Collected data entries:
□ □ □ □ □ □ □

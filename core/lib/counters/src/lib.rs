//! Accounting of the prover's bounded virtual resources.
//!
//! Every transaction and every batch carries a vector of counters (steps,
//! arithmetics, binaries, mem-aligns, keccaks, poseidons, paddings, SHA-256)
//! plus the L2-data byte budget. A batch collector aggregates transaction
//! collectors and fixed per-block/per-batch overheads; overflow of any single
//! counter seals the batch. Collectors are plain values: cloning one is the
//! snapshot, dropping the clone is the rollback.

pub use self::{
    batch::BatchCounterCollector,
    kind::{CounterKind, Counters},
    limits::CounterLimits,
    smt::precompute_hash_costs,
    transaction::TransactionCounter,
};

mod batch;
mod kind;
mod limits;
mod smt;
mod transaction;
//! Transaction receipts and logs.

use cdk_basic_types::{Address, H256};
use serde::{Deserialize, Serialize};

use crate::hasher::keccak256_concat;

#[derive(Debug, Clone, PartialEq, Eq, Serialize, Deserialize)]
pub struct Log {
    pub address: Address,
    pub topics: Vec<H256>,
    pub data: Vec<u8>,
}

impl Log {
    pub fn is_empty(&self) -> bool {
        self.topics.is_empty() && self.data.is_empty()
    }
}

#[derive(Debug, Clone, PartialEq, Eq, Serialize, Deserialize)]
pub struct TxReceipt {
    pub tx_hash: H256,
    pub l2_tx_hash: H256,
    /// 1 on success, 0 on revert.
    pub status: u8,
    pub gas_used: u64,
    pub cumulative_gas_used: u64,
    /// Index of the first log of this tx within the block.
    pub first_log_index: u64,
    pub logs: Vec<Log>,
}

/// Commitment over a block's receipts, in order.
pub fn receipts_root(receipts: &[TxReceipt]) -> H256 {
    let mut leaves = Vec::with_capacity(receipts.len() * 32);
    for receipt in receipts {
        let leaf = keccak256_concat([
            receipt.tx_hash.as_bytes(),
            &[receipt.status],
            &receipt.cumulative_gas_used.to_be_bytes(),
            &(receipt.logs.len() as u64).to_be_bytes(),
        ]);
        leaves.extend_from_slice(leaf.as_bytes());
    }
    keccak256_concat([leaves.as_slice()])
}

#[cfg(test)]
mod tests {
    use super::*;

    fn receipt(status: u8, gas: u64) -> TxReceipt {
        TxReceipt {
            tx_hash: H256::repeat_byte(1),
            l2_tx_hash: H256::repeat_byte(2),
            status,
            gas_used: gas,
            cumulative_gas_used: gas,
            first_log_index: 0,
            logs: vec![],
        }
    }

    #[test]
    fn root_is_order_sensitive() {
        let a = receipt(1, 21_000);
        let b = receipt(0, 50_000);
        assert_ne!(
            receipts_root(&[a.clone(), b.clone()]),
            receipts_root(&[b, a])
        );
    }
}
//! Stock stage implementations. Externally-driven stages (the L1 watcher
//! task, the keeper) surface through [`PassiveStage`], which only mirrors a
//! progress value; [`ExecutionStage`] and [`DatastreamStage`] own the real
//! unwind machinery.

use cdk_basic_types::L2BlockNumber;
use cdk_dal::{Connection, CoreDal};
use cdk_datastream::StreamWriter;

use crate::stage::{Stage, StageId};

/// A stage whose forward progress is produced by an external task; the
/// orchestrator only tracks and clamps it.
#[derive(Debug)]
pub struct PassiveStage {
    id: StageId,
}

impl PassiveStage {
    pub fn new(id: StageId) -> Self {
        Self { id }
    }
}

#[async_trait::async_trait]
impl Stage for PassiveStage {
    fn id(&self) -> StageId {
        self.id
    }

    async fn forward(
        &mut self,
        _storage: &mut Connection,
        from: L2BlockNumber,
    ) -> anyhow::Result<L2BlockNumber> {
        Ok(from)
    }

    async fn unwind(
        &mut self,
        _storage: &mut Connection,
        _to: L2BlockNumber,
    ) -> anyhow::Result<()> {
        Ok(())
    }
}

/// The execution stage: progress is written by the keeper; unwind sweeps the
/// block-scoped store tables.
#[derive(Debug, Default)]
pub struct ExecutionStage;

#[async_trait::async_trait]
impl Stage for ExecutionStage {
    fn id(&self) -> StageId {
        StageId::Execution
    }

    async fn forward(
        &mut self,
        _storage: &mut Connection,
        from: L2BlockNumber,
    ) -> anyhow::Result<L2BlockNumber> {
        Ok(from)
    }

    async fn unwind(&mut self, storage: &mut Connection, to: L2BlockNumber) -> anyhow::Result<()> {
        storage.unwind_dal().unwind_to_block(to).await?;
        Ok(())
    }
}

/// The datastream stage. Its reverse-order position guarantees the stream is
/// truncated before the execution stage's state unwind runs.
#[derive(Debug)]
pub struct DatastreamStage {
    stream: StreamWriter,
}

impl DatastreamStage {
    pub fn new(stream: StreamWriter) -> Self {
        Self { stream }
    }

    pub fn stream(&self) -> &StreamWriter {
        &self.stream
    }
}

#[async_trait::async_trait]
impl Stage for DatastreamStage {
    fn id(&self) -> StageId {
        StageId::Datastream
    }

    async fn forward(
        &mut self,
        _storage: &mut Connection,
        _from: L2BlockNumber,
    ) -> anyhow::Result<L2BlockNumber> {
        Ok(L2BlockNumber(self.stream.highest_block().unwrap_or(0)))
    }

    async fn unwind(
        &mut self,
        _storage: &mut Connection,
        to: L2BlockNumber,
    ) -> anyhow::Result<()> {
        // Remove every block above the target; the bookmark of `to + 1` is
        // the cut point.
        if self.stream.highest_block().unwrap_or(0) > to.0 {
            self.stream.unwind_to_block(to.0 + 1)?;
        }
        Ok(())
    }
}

□ □ □ □ □ □ □

Exercise
Each entry should be reproduced in the output exactly.

Answer to this task
filename core/lib/counters/src/lib.rs
//! Accounting of the prover's bounded virtual resources.
//!
//! Every transaction and every batch carries a vector of counters (steps,
//! arithmetics, binaries, mem-aligns, keccaks, poseidons, paddings, SHA-256)
//! plus the L2-data byte budget. A batch collector aggregates transaction
//! collectors and fixed per-block/per-batch overheads; overflow of any single
//! counter seals the batch. Collectors are plain values: cloning one is the
//! snapshot, dropping the clone is the rollback.

pub use self::{
    batch::BatchCounterCollector,
    kind::{CounterKind, Counters},
    limits::CounterLimits,
    smt::precompute_hash_costs,
    transaction::TransactionCounter,
};

mod batch;
mod kind;
mod limits;
mod smt;
mod transaction;
//! Transaction receipts and logs.

use cdk_basic_types::{Address, H256};
use serde::{Deserialize, Serialize};

use crate::hasher::keccak256_concat;

#[derive(Debug, Clone, PartialEq, Eq, Serialize, Deserialize)]
pub struct Log {
    pub address: Address,
    pub topics: Vec<H256>,
    pub data: Vec<u8>,
}

impl Log {
    pub fn is_empty(&self) -> bool {
        self.topics.is_empty() && self.data.is_empty()
    }
}

#[derive(Debug, Clone, PartialEq, Eq, Serialize, Deserialize)]
pub struct TxReceipt {
    pub tx_hash: H256,
    pub l2_tx_hash: H256,
    /// 1 on success, 0 on revert.
    pub status: u8,
    pub gas_used: u64,
    pub cumulative_gas_used: u64,
    /// Index of the first log of this tx within the block.
    pub first_log_index: u64,
    pub logs: Vec<Log>,
}

/// Commitment over a block's receipts, in order.
pub fn receipts_root(receipts: &[TxReceipt]) -> H256 {
    let mut leaves = Vec::with_capacity(receipts.len() * 32);
    for receipt in receipts {
        let leaf = keccak256_concat([
            receipt.tx_hash.as_bytes(),
            &[receipt.status],
            &receipt.cumulative_gas_used.to_be_bytes(),
            &(receipt.logs.len() as u64).to_be_bytes(),
        ]);
        leaves.extend_from_slice(leaf.as_bytes());
    }
    keccak256_concat([leaves.as_slice()])
}

#[cfg(test)]
mod tests {
    use super::*;

    fn receipt(status: u8, gas: u64) -> TxReceipt {
        TxReceipt {
            tx_hash: H256::repeat_byte(1),
            l2_tx_hash: H256::repeat_byte(2),
            status,
            gas_used: gas,
            cumulative_gas_used: gas,
            first_log_index: 0,
            logs: vec![],
        }
    }

    #[test]
    fn root_is_order_sensitive() {
        let a = receipt(1, 21_000);
        let b = receipt(0, 50_000);
        assert_ne!(
            receipts_root(&[a.clone(), b.clone()]),
            receipts_root(&[b, a])
        );
    }
}
//! Stock stage implementations. Externally-driven stages (the L1 watcher
//! task, the keeper) surface through [`PassiveStage`], which only mirrors a
//! progress value; [`ExecutionStage`] and [`DatastreamStage`] own the real
//! unwind machinery.

use cdk_basic_types::L2BlockNumber;
use cdk_dal::{Connection, CoreDal};
use cdk_datastream::StreamWriter;

use crate::stage::{Stage, StageId};

/// A stage whose forward progress is produced by an external task; the
/// orchestrator only tracks and clamps it.
#[derive(Debug)]
pub struct PassiveStage {
    id: StageId,
}

impl PassiveStage {
    pub fn new(id: StageId) -> Self {
        Self { id }
    }
}

#[async_trait::async_trait]
impl Stage for PassiveStage {
    fn id(&self) -> StageId {
        self.id
    }

    async fn forward(
        &mut self,
        _storage: &mut Connection,
        from: L2BlockNumber,
    ) -> anyhow::Result<L2BlockNumber> {
        Ok(from)
    }

    async fn unwind(
        &mut self,
        _storage: &mut Connection,
        _to: L2BlockNumber,
    ) -> anyhow::Result<()> {
        Ok(())
    }
}

/// The execution stage: progress is written by the keeper; unwind sweeps the
/// block-scoped store tables.
#[derive(Debug, Default)]
pub struct ExecutionStage;

#[async_trait::async_trait]
impl Stage for ExecutionStage {
    fn id(&self) -> StageId {
        StageId::Execution
    }

    async fn forward(
        &mut self,
        _storage: &mut Connection,
        from: L2BlockNumber,
    ) -> anyhow::Result<L2BlockNumber> {
        Ok(from)
    }

    async fn unwind(&mut self, storage: &mut Connection, to: L2BlockNumber) -> anyhow::Result<()> {
        storage.unwind_dal().unwind_to_block(to).await?;
        Ok(())
    }
}

/// The datastream stage. Its reverse-order position guarantees the stream is
/// truncated before the execution stage's state unwind runs.
#[derive(Debug)]
pub struct DatastreamStage {
    stream: StreamWriter,
}

impl DatastreamStage {
    pub fn new(stream: StreamWriter) -> Self {
        Self { stream }
    }

    pub fn stream(&self) -> &StreamWriter {
        &self.stream
    }
}

#[async_trait::async_trait]
impl Stage for DatastreamStage {
    fn id(&self) -> StageId {
        StageId::Datastream
    }

    async fn forward(
        &mut self,
        _storage: &mut Connection,
        _from: L2BlockNumber,
    ) -> anyhow::Result<L2BlockNumber> {
        Ok(L2BlockNumber(self.stream.highest_block().unwrap_or(0)))
    }

    async fn unwind(
        &mut self,
        _storage: &mut Connection,
        to: L2BlockNumber,
    ) -> anyhow::Result<()> {
        // Remove every block above the target; the bookmark of `to + 1` is
        // the cut point.
        if self.stream.highest_block().unwrap_or(0) > to.0 {
            self.stream.unwind_to_block(to.0 + 1)?;
        }
        Ok(())
    }
}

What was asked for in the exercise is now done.